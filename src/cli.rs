//! Defines command-line interface options using `clap` for the slice_vis application.

use crate::config::RenderConfig;
use crate::render::canvas::Theme;
use clap::Parser;
use std::path::PathBuf;

/// Render 3-D contour-slice frames from ocean model snapshot output
#[derive(Parser, Debug)]
#[command(
    version,
    name = "slice_vis",
    about = "Render 3-D composite contour-slice frames from HDF5/JLD2 snapshot output"
)]
pub struct Args {
    /// Snapshot files (HDF5 or JLD2) holding the slice output
    #[arg(short, long, num_args = 1.., required = true)]
    pub slices: Vec<PathBuf>,

    /// Field to plot [default: T]
    #[arg(short, long)]
    pub field: Option<String>,

    /// Lower end of the colour range [default: 19]
    #[arg(long, allow_hyphen_values = true)]
    pub vmin: Option<f64>,

    /// Upper end of the colour range [default: 20.05]
    #[arg(long, allow_hyphen_values = true)]
    pub vmax: Option<f64>,

    /// Number of contour levels [default: 100]
    #[arg(short = 'n', long = "contours")]
    pub n_contours: Option<usize>,

    /// Colormap name, `_r` suffix reverses it [default: inferno]
    #[arg(long)]
    pub cmap: Option<String>,

    /// Offset carried with the field; not applied to the data [default: 0]
    #[arg(long, allow_hyphen_values = true)]
    pub value_offset: Option<f64>,

    /// Literal colour-bar ticks, comma separated; derived from the range if unset
    #[arg(long, value_delimiter = ',', allow_hyphen_values = true)]
    pub ticks: Option<Vec<f64>>,

    /// Colour-bar title [default: "T (°C)"]
    #[arg(long)]
    pub colorbar_label: Option<String>,

    /// Output resolution [default: 300]
    #[arg(long)]
    pub dpi: Option<f64>,

    /// Figure style [default: dark]
    #[arg(long, value_enum)]
    pub theme: Option<Theme>,

    /// Output image for the final timestep
    #[arg(short, long, default_value = "test_frame.png")]
    pub output: PathBuf,

    /// Render every timestep as a numbered frame sequence instead
    #[arg(long, default_value_t = false)]
    pub all: bool,

    /// Directory for the frame sequence written by --all
    #[arg(long, default_value = "frames")]
    pub output_dir: PathBuf,

    /// JSON render configuration; explicit flags take precedence
    #[arg(long)]
    pub config: Option<PathBuf>,

    /// Print grid and timestep information for each file and exit
    #[arg(long, default_value_t = false)]
    pub describe: bool,

    /// Number of threads to use for parallel processing. Defaults to number of CPU cores.
    #[arg(short = 't', long)]
    pub threads: Option<usize>,

    /// Log level: trace, debug, info, warn or error (RUST_LOG takes precedence)
    #[arg(long, default_value = "info")]
    pub log_level: String,
}

impl Args {
    /// The render settings given explicitly on the command line
    pub fn render_overrides(&self) -> RenderConfig {
        RenderConfig {
            field: self.field.clone(),
            vmin: self.vmin,
            vmax: self.vmax,
            n_contours: self.n_contours,
            colormap: self.cmap.clone(),
            value_offset: self.value_offset,
            ticks: self.ticks.clone(),
            colorbar_label: self.colorbar_label.clone(),
            dpi: self.dpi,
            elevation: None,
            azimuth: None,
            theme: self.theme,
        }
    }
}
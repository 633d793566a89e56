//! Coordinate meshes for the three contour faces
//!
//! Each face is a planar rectangle on one side of the bounding box
//! `[0, Lx] × [0, Ly] × [-Lz, 0]`. Its in-plane coordinates come from a
//! meshgrid of evenly spaced samples, with depth running downward so the
//! vertical axis samples `0 → -Lz`.

use crate::data_source::{GridSpec, SliceTriple};
use crate::errors::{Result, SliceVisError};
use ndarray::{Array1, Array2};

/// `n` evenly spaced samples from `start` to `end` inclusive
pub fn linspace(start: f64, end: f64, n: usize) -> Array1<f64> {
    Array1::linspace(start, end, n)
}

/// Coordinate matrices from two coordinate vectors, with `xy` indexing:
/// both outputs have shape `(b.len(), a.len())`, `A[[i, j]] = a[j]` and
/// `B[[i, j]] = b[i]`.
pub fn meshgrid(a: &Array1<f64>, b: &Array1<f64>) -> (Array2<f64>, Array2<f64>) {
    let shape = (b.len(), a.len());
    (
        Array2::from_shape_fn(shape, |(_, j)| a[j]),
        Array2::from_shape_fn(shape, |(i, _)| b[i]),
    )
}

/// World axis
#[derive(Debug, Clone, Copy, PartialEq, Eq)]
pub enum WorldAxis {
    X,
    Y,
    Z,
}

impl WorldAxis {
    pub const fn index(self) -> usize {
        match self {
            Self::X => 0,
            Self::Y => 1,
            Self::Z => 2,
        }
    }
}

/// Distance of each face from its side of the box
///
/// The x-face sits `Lx / 1000` inside the box; the other two faces sit
/// exactly on their sides.
#[derive(Debug, Clone, Copy, PartialEq)]
pub struct FaceOffsets {
    pub x: f64,
    pub y: f64,
    pub z: f64,
}

impl FaceOffsets {
    pub fn observed(grid: &GridSpec) -> Self {
        Self {
            x: grid.lx / 1000.0,
            y: 0.0,
            z: 0.0,
        }
    }
}

/// One filled-contour face: a meshgrid over two world axes, a fixed
/// coordinate on the third, and the field values at every mesh node.
#[derive(Debug, Clone, PartialEq)]
pub struct FaceMesh {
    normal: WorldAxis,
    offset: f64,
    u_axis: WorldAxis,
    v_axis: WorldAxis,
    u_mesh: Array2<f64>,
    v_mesh: Array2<f64>,
    /// Shape `(nv, nu)`, aligned with the meshes
    values: Array2<f64>,
}

impl FaceMesh {
    /// Builds a face from 1-D coordinates and a slice.
    ///
    /// Values follow the meshgrid convention: `slice[[r, c]]` sits at
    /// `(u[c], v[r])`, so a slice shaped `(nv, nu)` is used as stored. A
    /// non-square slice shaped `(nu, nv)` cannot be read that way and is
    /// placed with `slice[[i, j]]` at `(u[i], v[j])`.
    ///
    /// # Errors
    ///
    /// Returns [`SliceVisError::RenderBackend`] if either axis has fewer than two
    /// samples, and [`SliceVisError::InvalidSlice`] if the slice shape matches
    /// neither orientation.
    pub fn new(
        normal: WorldAxis,
        offset: f64,
        (u_axis, u): (WorldAxis, Array1<f64>),
        (v_axis, v): (WorldAxis, Array1<f64>),
        slice: &Array2<f64>,
    ) -> Result<Self> {
        if u.len() < 2 || v.len() < 2 {
            return Err(SliceVisError::RenderBackend(format!(
                "a filled contour face needs at least a 2x2 mesh, got {}x{}",
                u.len(),
                v.len()
            )));
        }
        let values = if slice.dim() == (v.len(), u.len()) {
            slice.to_owned()
        } else if slice.dim() == (u.len(), v.len()) {
            slice.t().to_owned()
        } else {
            return Err(SliceVisError::invalid_slice(format!(
                "slice of shape {:?} does not match a {}x{} mesh",
                slice.dim(),
                u.len(),
                v.len()
            )));
        };

        let (u_mesh, v_mesh) = meshgrid(&u, &v);
        Ok(Self {
            normal,
            offset,
            u_axis,
            v_axis,
            u_mesh,
            v_mesh,
            values,
        })
    }

    /// The three faces of one frame: z-face `(x, y)`, x-face `(y, -z)` and
    /// y-face `(x, -z)`.
    pub fn faces(grid: &GridSpec, slices: &SliceTriple, offsets: FaceOffsets) -> Result<[Self; 3]> {
        let x = linspace(0.0, grid.lx, grid.nx);
        let y = linspace(0.0, grid.ly, grid.ny);
        let depth = linspace(0.0, -grid.lz, grid.nz);

        Ok([
            Self::new(
                WorldAxis::Z,
                offsets.z,
                (WorldAxis::X, x.clone()),
                (WorldAxis::Y, y.clone()),
                &slices.xy,
            )?,
            Self::new(
                WorldAxis::X,
                offsets.x,
                (WorldAxis::Y, y),
                (WorldAxis::Z, depth.clone()),
                &slices.yz,
            )?,
            Self::new(
                WorldAxis::Y,
                offsets.y,
                (WorldAxis::X, x),
                (WorldAxis::Z, depth),
                &slices.xz,
            )?,
        ])
    }

    pub fn normal(&self) -> WorldAxis {
        self.normal
    }

    pub fn offset(&self) -> f64 {
        self.offset
    }

    pub fn u_mesh(&self) -> &Array2<f64> {
        &self.u_mesh
    }

    pub fn v_mesh(&self) -> &Array2<f64> {
        &self.v_mesh
    }

    pub fn values(&self) -> &Array2<f64> {
        &self.values
    }

    /// World position of the point at fractional mesh position `(s, t)`,
    /// `s` along the u axis and `t` along the v axis, both in `[0, 1]`.
    pub fn world(&self, s: f64, t: f64) -> [f64; 3] {
        let (nv, nu) = self.values.dim();
        let u0 = self.u_mesh[[0, 0]];
        let u1 = self.u_mesh[[0, nu - 1]];
        let v0 = self.v_mesh[[0, 0]];
        let v1 = self.v_mesh[[nv - 1, 0]];

        let mut point = [0.0; 3];
        point[self.normal.index()] = self.offset;
        point[self.u_axis.index()] = u0 + s * (u1 - u0);
        point[self.v_axis.index()] = v0 + t * (v1 - v0);
        point
    }

    /// Corners in `(s, t)` order `(0,0)`, `(1,0)`, `(1,1)`, `(0,1)`
    pub fn corners(&self) -> [[f64; 3]; 4] {
        [
            self.world(0.0, 0.0),
            self.world(1.0, 0.0),
            self.world(1.0, 1.0),
            self.world(0.0, 1.0),
        ]
    }

    pub fn center(&self) -> [f64; 3] {
        self.world(0.5, 0.5)
    }

    /// Bilinear interpolation of the node values at `(s, t)`.
    ///
    /// NaN nodes contribute NaN to every cell they touch.
    pub fn sample(&self, s: f64, t: f64) -> f64 {
        let (nv, nu) = self.values.dim();
        let (col, fx) = cell(s, nu);
        let (row, fy) = cell(t, nv);

        let v00 = self.values[[row, col]];
        let v01 = self.values[[row, col + 1]];
        let v10 = self.values[[row + 1, col]];
        let v11 = self.values[[row + 1, col + 1]];

        let top = v00 + (v01 - v00) * fx;
        let bottom = v10 + (v11 - v10) * fx;
        top + (bottom - top) * fy
    }
}

// Lower node index and fraction within the cell for a unit position on `n` nodes.
fn cell(position: f64, n: usize) -> (usize, f64) {
    let scaled = position.clamp(0.0, 1.0) * (n - 1) as f64;
    let lower = (scaled.floor() as usize).min(n - 2);
    (lower, scaled - lower as f64)
}

#[cfg(test)]
mod tests {
    use super::*;

    fn grid() -> GridSpec {
        GridSpec::new(3, 4, 5, 100.0, 200.0, 50.0)
    }

    fn triple(grid: &GridSpec) -> SliceTriple {
        SliceTriple {
            xy: Array2::from_shape_fn((grid.nx, grid.ny), |(i, j)| (10 * i + j) as f64),
            xz: Array2::from_shape_fn((grid.nx, grid.nz), |(i, k)| (10 * i + k) as f64),
            yz: Array2::from_shape_fn((grid.ny, grid.nz), |(j, k)| (10 * j + k) as f64),
        }
    }

    #[test]
    fn test_meshgrid_xy_indexing() {
        let (a, b) = meshgrid(&linspace(0.0, 2.0, 3), &linspace(0.0, -1.0, 2));
        assert_eq!(a.dim(), (2, 3));
        assert_eq!(a.row(1).to_vec(), vec![0.0, 1.0, 2.0]);
        assert_eq!(b.column(2).to_vec(), vec![0.0, -1.0]);
    }

    #[test]
    fn test_face_geometry() {
        let grid = grid();
        let [top, x_face, y_face] =
            FaceMesh::faces(&grid, &triple(&grid), FaceOffsets::observed(&grid)).unwrap();

        assert_eq!(top.corners()[2], [100.0, 200.0, 0.0]);
        assert_eq!(x_face.corners()[0], [0.1, 0.0, 0.0]);
        assert_eq!(x_face.corners()[2], [0.1, 200.0, -50.0]);
        assert_eq!(y_face.corners()[2], [100.0, 0.0, -50.0]);
        assert_eq!(y_face.values().dim(), (grid.nz, grid.nx));
    }

    #[test]
    fn test_sample_hits_nodes_and_interpolates() {
        let grid = grid();
        let [top, _, _] =
            FaceMesh::faces(&grid, &triple(&grid), FaceOffsets::observed(&grid)).unwrap();

        // non-square xy[[i, j]] = 10 i + j: i runs along x (3 nodes), j along y (4 nodes)
        assert_eq!(top.sample(0.0, 0.0), 0.0);
        assert_eq!(top.sample(1.0, 1.0), 23.0);
        assert_eq!(top.sample(0.5, 0.0), 10.0);
        assert!((top.sample(0.25, 0.0) - 5.0).abs() < 1e-12);
        assert!((top.sample(0.0, 0.5) - 1.5).abs() < 1e-12);
    }

    #[test]
    fn test_square_slice_rows_run_along_v() {
        // xy[[r, c]] = r on a square grid: the value grows along y, not x
        let grid = GridSpec::new(3, 3, 3, 30.0, 30.0, 30.0);
        let slices = SliceTriple {
            xy: Array2::from_shape_fn((3, 3), |(r, _)| r as f64),
            xz: Array2::from_shape_fn((3, 3), |(r, _)| r as f64),
            yz: Array2::from_shape_fn((3, 3), |(r, _)| r as f64),
        };
        let [top, x_face, y_face] =
            FaceMesh::faces(&grid, &slices, FaceOffsets::observed(&grid)).unwrap();

        assert_eq!(top.sample(1.0, 0.0), 0.0);
        assert_eq!(top.sample(0.0, 1.0), 2.0);
        assert_eq!(top.values(), &slices.xy);

        // vertical faces: rows run down the depth axis
        for face in [&x_face, &y_face] {
            assert_eq!(face.sample(1.0, 0.0), 0.0);
            assert_eq!(face.sample(0.0, 1.0), 2.0);
            assert_eq!(face.world(0.0, 1.0)[2], -30.0);
        }
    }

    #[test]
    fn test_mismatched_slice_is_invalid() {
        let err = FaceMesh::new(
            WorldAxis::Z,
            0.0,
            (WorldAxis::X, linspace(0.0, 1.0, 3)),
            (WorldAxis::Y, linspace(0.0, 1.0, 4)),
            &Array2::zeros((2, 5)),
        )
        .unwrap_err();
        assert!(matches!(err, SliceVisError::InvalidSlice { .. }));
    }

    #[test]
    fn test_single_sample_axis_is_backend_error() {
        let grid = GridSpec::new(1, 4, 4, 1.0, 1.0, 1.0);
        let slices = SliceTriple {
            xy: Array2::zeros((1, 4)),
            xz: Array2::zeros((1, 4)),
            yz: Array2::zeros((4, 4)),
        };
        let err = FaceMesh::faces(&grid, &slices, FaceOffsets::observed(&grid)).unwrap_err();
        assert!(matches!(err, SliceVisError::RenderBackend(_)));
    }

    #[test]
    fn test_nan_nodes_propagate() {
        let mut values = Array2::from_elem((2, 2), 1.0);
        values[[1, 1]] = f64::NAN;
        let face = FaceMesh::new(
            WorldAxis::Z,
            0.0,
            (WorldAxis::X, linspace(0.0, 1.0, 2)),
            (WorldAxis::Y, linspace(0.0, 1.0, 2)),
            &values,
        )
        .unwrap();
        assert!(face.sample(0.5, 0.5).is_nan());
    }
}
═══
Work instruction: Gather every line from the entries above where the word "three" appears, and copy them.

Result for this task:
//! Coordinate meshes for the three contour faces
    /// The three faces of one frame: z-face `(x, y)`, x-face `(y, -z)` and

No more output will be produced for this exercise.